What is required:
Look through the data for the string "into". Copy every line where it is found.

Records from a dataset
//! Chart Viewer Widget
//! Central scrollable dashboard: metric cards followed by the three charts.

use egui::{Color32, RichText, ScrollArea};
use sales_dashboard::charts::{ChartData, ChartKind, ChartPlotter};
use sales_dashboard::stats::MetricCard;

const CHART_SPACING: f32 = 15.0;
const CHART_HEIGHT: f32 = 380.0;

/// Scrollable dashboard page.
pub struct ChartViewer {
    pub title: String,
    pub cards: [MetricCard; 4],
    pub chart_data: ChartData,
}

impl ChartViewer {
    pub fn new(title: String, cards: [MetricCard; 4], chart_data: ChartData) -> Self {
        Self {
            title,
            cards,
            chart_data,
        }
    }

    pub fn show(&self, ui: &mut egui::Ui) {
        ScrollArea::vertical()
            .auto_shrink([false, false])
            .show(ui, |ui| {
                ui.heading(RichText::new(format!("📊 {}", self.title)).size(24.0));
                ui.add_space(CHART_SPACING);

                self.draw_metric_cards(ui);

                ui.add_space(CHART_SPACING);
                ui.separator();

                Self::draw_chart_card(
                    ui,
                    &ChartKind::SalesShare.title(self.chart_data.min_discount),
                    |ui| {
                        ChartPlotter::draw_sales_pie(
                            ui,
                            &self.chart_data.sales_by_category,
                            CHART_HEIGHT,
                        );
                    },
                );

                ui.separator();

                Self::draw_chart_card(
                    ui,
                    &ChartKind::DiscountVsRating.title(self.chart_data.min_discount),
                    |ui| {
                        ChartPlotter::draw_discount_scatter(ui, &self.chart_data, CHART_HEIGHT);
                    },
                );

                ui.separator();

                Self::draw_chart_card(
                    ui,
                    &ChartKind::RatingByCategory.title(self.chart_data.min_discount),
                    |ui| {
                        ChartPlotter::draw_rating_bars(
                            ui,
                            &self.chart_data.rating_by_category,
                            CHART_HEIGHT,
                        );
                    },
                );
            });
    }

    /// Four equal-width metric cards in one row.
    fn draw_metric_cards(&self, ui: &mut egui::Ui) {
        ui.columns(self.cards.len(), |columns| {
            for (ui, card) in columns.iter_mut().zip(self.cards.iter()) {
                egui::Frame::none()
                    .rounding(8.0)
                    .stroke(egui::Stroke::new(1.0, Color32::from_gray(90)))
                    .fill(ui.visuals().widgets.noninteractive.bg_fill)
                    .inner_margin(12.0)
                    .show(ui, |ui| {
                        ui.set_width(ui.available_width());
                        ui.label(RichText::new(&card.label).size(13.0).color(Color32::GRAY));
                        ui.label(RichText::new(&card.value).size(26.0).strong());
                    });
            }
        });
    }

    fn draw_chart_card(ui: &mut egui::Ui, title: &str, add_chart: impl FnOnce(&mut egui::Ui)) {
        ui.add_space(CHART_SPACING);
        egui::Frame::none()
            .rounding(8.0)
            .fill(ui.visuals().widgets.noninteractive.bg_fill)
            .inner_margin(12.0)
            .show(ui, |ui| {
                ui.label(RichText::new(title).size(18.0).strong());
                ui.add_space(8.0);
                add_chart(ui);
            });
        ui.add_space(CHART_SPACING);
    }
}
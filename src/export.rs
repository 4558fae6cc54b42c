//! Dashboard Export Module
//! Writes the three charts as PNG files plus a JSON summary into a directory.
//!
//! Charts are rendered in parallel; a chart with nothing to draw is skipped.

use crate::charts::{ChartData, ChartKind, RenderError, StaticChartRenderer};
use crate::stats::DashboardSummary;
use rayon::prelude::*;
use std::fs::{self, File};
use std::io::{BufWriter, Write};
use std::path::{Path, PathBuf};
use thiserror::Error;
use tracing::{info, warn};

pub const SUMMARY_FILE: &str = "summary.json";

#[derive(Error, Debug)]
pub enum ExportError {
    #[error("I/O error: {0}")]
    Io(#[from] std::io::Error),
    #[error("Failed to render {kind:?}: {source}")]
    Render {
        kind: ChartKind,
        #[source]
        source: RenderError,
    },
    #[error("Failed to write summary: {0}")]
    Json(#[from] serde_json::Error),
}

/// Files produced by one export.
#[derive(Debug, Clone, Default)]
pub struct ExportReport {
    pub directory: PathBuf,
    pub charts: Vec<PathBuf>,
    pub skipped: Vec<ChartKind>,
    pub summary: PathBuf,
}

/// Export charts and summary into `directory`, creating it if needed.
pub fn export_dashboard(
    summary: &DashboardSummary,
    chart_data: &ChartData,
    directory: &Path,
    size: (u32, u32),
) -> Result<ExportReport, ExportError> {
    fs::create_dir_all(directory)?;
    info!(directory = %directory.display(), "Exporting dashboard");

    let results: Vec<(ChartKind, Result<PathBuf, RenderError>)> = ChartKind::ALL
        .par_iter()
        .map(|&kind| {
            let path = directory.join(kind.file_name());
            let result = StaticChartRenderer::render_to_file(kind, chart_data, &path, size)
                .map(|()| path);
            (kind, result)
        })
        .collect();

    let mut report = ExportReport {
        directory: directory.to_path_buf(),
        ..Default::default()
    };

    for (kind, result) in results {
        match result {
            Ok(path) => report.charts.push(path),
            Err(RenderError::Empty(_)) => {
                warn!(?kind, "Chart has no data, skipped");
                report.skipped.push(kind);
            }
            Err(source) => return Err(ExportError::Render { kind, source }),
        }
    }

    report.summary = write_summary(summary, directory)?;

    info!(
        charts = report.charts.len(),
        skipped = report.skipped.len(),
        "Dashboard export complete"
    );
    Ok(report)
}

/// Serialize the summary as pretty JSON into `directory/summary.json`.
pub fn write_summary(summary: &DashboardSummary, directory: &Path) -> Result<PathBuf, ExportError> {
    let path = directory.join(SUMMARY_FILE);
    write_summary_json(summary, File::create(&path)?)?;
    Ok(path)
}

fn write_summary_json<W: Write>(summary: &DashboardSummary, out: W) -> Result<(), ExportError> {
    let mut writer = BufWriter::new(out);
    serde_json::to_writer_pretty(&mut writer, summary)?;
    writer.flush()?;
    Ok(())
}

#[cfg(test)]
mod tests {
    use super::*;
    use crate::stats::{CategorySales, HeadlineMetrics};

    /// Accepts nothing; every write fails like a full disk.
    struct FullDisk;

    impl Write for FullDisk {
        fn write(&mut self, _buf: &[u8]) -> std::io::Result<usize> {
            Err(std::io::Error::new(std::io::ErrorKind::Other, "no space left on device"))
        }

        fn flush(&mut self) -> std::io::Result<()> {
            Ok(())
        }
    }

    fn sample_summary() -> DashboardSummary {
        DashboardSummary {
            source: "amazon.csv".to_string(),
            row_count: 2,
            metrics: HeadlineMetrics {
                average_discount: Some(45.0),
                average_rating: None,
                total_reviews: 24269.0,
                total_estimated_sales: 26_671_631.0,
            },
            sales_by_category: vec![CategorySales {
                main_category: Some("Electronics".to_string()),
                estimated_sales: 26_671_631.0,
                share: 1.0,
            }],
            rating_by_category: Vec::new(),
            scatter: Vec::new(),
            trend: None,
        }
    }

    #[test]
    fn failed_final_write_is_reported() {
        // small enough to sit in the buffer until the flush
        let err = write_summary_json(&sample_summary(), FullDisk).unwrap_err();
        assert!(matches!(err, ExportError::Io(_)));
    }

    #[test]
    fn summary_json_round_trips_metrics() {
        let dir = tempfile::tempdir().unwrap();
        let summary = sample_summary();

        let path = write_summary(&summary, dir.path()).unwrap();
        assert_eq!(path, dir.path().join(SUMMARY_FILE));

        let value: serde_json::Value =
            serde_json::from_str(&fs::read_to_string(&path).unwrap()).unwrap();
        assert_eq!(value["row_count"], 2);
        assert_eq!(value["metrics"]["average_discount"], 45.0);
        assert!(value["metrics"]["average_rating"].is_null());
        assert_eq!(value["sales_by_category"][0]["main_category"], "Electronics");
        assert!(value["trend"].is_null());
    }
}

Written response:
//! Writes the three charts as PNG files plus a JSON summary into a directory.
/// Export charts and summary into `directory`, creating it if needed.
/// Serialize the summary as pretty JSON into `directory/summary.json`.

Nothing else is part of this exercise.